If one issue dominated the Democratic presidential primaries this cycle, it was health care. Bernie Sanders’s Medicare for All proposal set a standard that other candidates vied to match while simultaneously striving to not commit to as generous a plan. Debate moderators asked endless variations of the same question: How will you pay for it? The more moderate candidates, including Joe Biden, attacked single-payer with criticisms that often veered into the territory of inane lies. But now that the anti-single-payer wing has prevailed and Joe Biden is the nominee, a new question has arisen: Will the patchy, cut-rate health care proposal that Biden promised survive beyond Inauguration Day?

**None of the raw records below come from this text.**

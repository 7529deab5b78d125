#![cfg_attr(feature = "fail-on-warnings", deny(warnings))]
#![warn(clippy::all, clippy::pedantic, clippy::nursery, clippy::cargo)]
#![allow(clippy::multiple_crate_versions, clippy::cargo_common_metadata)]

//! Spatial aggregation and dashboard assembly.
//!
//! [`aggregate`] holds the individual stages (point-in-canton counting,
//! province roll-up, label and time-series counts, ranking). [`dashboard`]
//! chains them into the per-request handler that turns a loaded dataset
//! and a species selection into a [`Dashboard`].
//!
//! Every function here is pure: the same dataset, species and boundary
//! index always produce the same output.

pub mod aggregate;
pub mod dashboard;

pub use biodiv_map_analytics_models::Dashboard;
pub use dashboard::build_dashboard;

The outlook is not so good. Over the last week, ominous signs have emerged that should trouble anyone who’s counting on Biden to enact the public option plan that he offered as an alternative to single-payer. Among them was the notable way that Bernie Sanders’s Democratic National Convention speech did not use the words “public option.” The only specific health care proposal of Biden’s that he cited was a plan to expand Medicare to people aged 60 to 65. Sanders also did not describe Biden’s plan as “universal,” saying only that it would “greatly expand” coverage. Biden himself referred briefly to his proposal in a pre-recorded video during the convention, but his acceptance speech made no mention of a public option.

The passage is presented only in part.